Dire warnings of an impending big data skills crisis have been dismissed as nonsense by some technology specialists, who claim with tools getting easier to use, some firms will not even need so-called “data scientists”.
That was one of the key conclusions of a recent round-table event hosted by US company Rocketspace, which offers office space to tech start-ups.
Bernd Kaponig, solutions principal at storage vendor EMC, said: “From my perspective it’s not a huge skills gap, it’s exaggerated. The skills are growing with the demand for the skills, and tools are also getting easier to use and appeal to a broader audience, including management. They also get insight into what’s happening; it’s not just a black box they don’t understand.”
Meanwhile Rackspace’s head of technical product strategy, Toby Owen, said talk of the need for 10,000 data scientists may be a little aspirational for some companies who have goals to do this great, big big-data strategy.

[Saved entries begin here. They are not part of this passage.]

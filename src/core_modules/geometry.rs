// THEORY:
// The `geometry` module defines the shared vocabulary between the engines and
// the external world-tracking source: screen-space tap points, world-space
// positions and poses, and the records describing tracked surfaces and ray
// hits. Nothing in here computes geometry; the heavy lifting (pose estimation,
// plane detection, ray intersection) is the tracking source's job. These types
// only carry its answers across the boundary in a strongly-typed form.

use nalgebra::{Point3, UnitQuaternion, Vector3};
use serde::{Deserialize, Serialize};

/// A 2D point in screen/view coordinates, in points or pixels depending on
/// what the host's gesture recognizer delivers.
#[derive(Debug, Clone, Copy, PartialEq, Serialize, Deserialize)]
pub struct ScreenPoint {
    pub x: f32,
    pub y: f32,
}

impl ScreenPoint {
    pub fn new(x: f32, y: f32) -> Self {
        Self { x, y }
    }
}

/// A 3D position in the tracking source's world coordinate space, in meters.
pub type WorldPoint = Point3<f32>;

/// The orientation class of a detected surface. Placement behavior (raycast
/// filter, normal offset, marker footprint) differs between the two.
#[derive(Debug, Clone, Copy, PartialEq, Eq, Hash, Serialize, Deserialize)]
pub enum SurfaceKind {
    Horizontal,
    Vertical,
}

/// A stable identifier assigned by the tracking source to one detected surface.
#[derive(Debug, Clone, Copy, PartialEq, Eq, Hash, Serialize, Deserialize)]
pub struct SurfaceId(pub u64);

/// A position plus orientation in world space.
#[derive(Debug, Clone, Copy, PartialEq, Serialize, Deserialize)]
pub struct SurfacePose {
    pub position: WorldPoint,
    pub orientation: UnitQuaternion<f32>,
}

impl SurfacePose {
    pub fn from_position(position: WorldPoint) -> Self {
        Self {
            position,
            orientation: UnitQuaternion::identity(),
        }
    }
}

/// A detected real-world surface as reported by the tracking source. The pose
/// may be refined over time by its owner; the engines only read the latest.
#[derive(Debug, Clone, Copy, PartialEq, Serialize, Deserialize)]
pub struct TrackedSurface {
    pub id: SurfaceId,
    pub kind: SurfaceKind,
    pub pose: SurfacePose,
}

/// One intersection of a screen-point ray with tracked geometry. Casters
/// return hits ordered nearest-first.
#[derive(Debug, Clone, Copy, PartialEq)]
pub struct RayHit {
    /// The intersection point in world space.
    pub point: WorldPoint,
    /// The unit surface normal at the intersection.
    pub normal: Vector3<f32>,
    /// The surface the ray struck.
    pub surface_id: SurfaceId,
}
// THEORY:
// The `color` module is the most fundamental unit of the sampling side of the
// engine. It is a "dumb" data container for a single RGB color plus the small
// set of transforms every other component needs: hexadecimal formatting and
// parsing (the wire format the saved-color service speaks) and conversion to
// hue/saturation/value (the space the classifier reasons in).
//
// Key architectural principles:
// 1.  **Value semantics**: `Rgb` is Copy and immutable. Colors flow through the
//     engine as plain values, never as shared mutable state.
// 2.  **Single source of truth for formats**: hex encoding is defined once,
//     here, so the quantizer, classifier, and render-layer snapshots can never
//     disagree about what "#RRGGBB" means.
// 3.  **No color science beyond what is consumed**: HSV is the only derived
//     space because it is the only one the classifier's decision table uses.

use serde::{Deserialize, Serialize};

/// An 8-bit-per-channel RGB color value.
#[derive(Debug, Clone, Copy, PartialEq, Eq, Hash, Serialize, Deserialize)]
pub struct Rgb {
    /// The red channel value (0-255).
    pub r: u8,
    /// The green channel value (0-255).
    pub g: u8,
    /// The blue channel value (0-255).
    pub b: u8,
}

/// Hue angle in degrees [0, 360), saturation and value in [0, 1].
#[derive(Debug, Clone, Copy, PartialEq)]
pub struct Hsv {
    pub hue: f32,
    pub saturation: f32,
    pub value: f32,
}

impl Rgb {
    pub fn new(r: u8, g: u8, b: u8) -> Self {
        Self { r, g, b }
    }

    /// Formats the color as an uppercase `#RRGGBB` string.
    pub fn hex(&self) -> String {
        format!("#{:02X}{:02X}{:02X}", self.r, self.g, self.b)
    }

    /// Parses a `#RRGGBB` or `RRGGBB` string (case-insensitive, surrounding
    /// whitespace tolerated). Returns `None` for anything else.
    pub fn parse_hex(input: &str) -> Option<Self> {
        let cleaned = input.trim();
        let cleaned = cleaned.strip_prefix('#').unwrap_or(cleaned);

        if cleaned.len() != 6 || !cleaned.chars().all(|c| c.is_ascii_hexdigit()) {
            return None;
        }

        let value = u32::from_str_radix(cleaned, 16).ok()?;
        Some(Self {
            r: ((value >> 16) & 0xFF) as u8,
            g: ((value >> 8) & 0xFF) as u8,
            b: (value & 0xFF) as u8,
        })
    }

    /// Converts the color to hue/saturation/value.
    ///
    /// Hue is the angle on the color wheel in degrees [0, 360); an achromatic
    /// color (chroma of zero) reports a hue of 0.0. Saturation and value are
    /// normalized to [0, 1].
    pub fn to_hsv(&self) -> Hsv {
        let r = self.r as f32 / 255.0;
        let g = self.g as f32 / 255.0;
        let b = self.b as f32 / 255.0;

        let maximum_channel = r.max(g.max(b));
        let minimum_channel = r.min(g.min(b));
        let chroma = maximum_channel - minimum_channel;

        let hue = if chroma <= 1e-6 {
            0.0
        } else {
            let (base_difference, sector_offset) = if maximum_channel == r {
                (g - b, 0.0)
            } else if maximum_channel == g {
                (b - r, 2.0)
            } else {
                (r - g, 4.0)
            };
            let mut degrees = (base_difference / chroma + sector_offset) * 60.0;
            if degrees < 0.0 {
                degrees += 360.0;
            }
            degrees
        };

        let saturation = if maximum_channel <= 1e-6 {
            0.0
        } else {
            chroma / maximum_channel
        };

        Hsv {
            hue,
            saturation,
            value: maximum_channel,
        }
    }
}
pub mod anchor_store;
pub mod classifier;
pub mod color;
pub mod frame;
pub mod geometry;
pub mod latest_cell;
pub mod one_shot;
pub mod quantizer;
pub mod raycast;
pub mod utils;
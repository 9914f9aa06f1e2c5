// THEORY:
// This file is the main entry point for the `chroma_anchor` library crate.
// It follows the standard Rust convention of using `lib.rs` to define the public
// API that will be exposed to external consumers (the camera/tracking host and
// the render layer above it).
//
// The crate is split into two orchestration engines that share a common set of
// leaf components (`core_modules`):
// - `sampling`: the color sampling engine. It buffers the most recent camera
//   frame and, on a tap, extracts and classifies the dominant colors around
//   the tapped point.
// - `placement`: the surface-anchored placement engine. It resolves a 2D tap
//   through tracked real-world geometry to a 3D point and records a colored
//   marker frozen at that position for the rest of the session.
//
// Both engines consume continuous producer streams (frames, surface events)
// and publish immutable result snapshots outward; the render layer only ever
// reads what they publish.

pub mod core_modules;
pub mod placement;
pub mod sampling;

pub use core_modules::anchor_store::{AnchorStore, PlacedMarker};
pub use core_modules::classifier::ColorName;
pub use core_modules::color::Rgb;
pub use core_modules::frame::{Frame, FrameError};
pub use core_modules::geometry::{
    RayHit, ScreenPoint, SurfaceId, SurfaceKind, SurfacePose, TrackedSurface, WorldPoint,
};
pub use core_modules::raycast::{RayCaster, RayResolver};
pub use placement::PlacementEngine;
pub use sampling::{ColorSamplingEngine, SampledColor};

“I’d agree that the basic skillsets are there, the tooling is getting better to use, and the toolsets being made are clearer, such as business intelligence tools.”
Owen believes that big data platforms are becoming easier for end users to operate without the need for new skillsets. Not every company is going to be able to afford to hire data scientists anyway,”
And Chris Harris, technical director at Hadoop developer Hortonworks, said that he is not even sure that the so-called “data scientist” even exists in the hyped-up form promoted by many in the industry. “The mistake many companies make is that they look for this data scientist; this one guy who is going to change your entire organisation.
“Take a step back, and realise that this one scientist is actually a team of people. Look at the data scientist skillset, look at your team, and look at what’s required in terms of being able to move it forward, rather than stall yourself on not being able to find this mythical data scientist person.”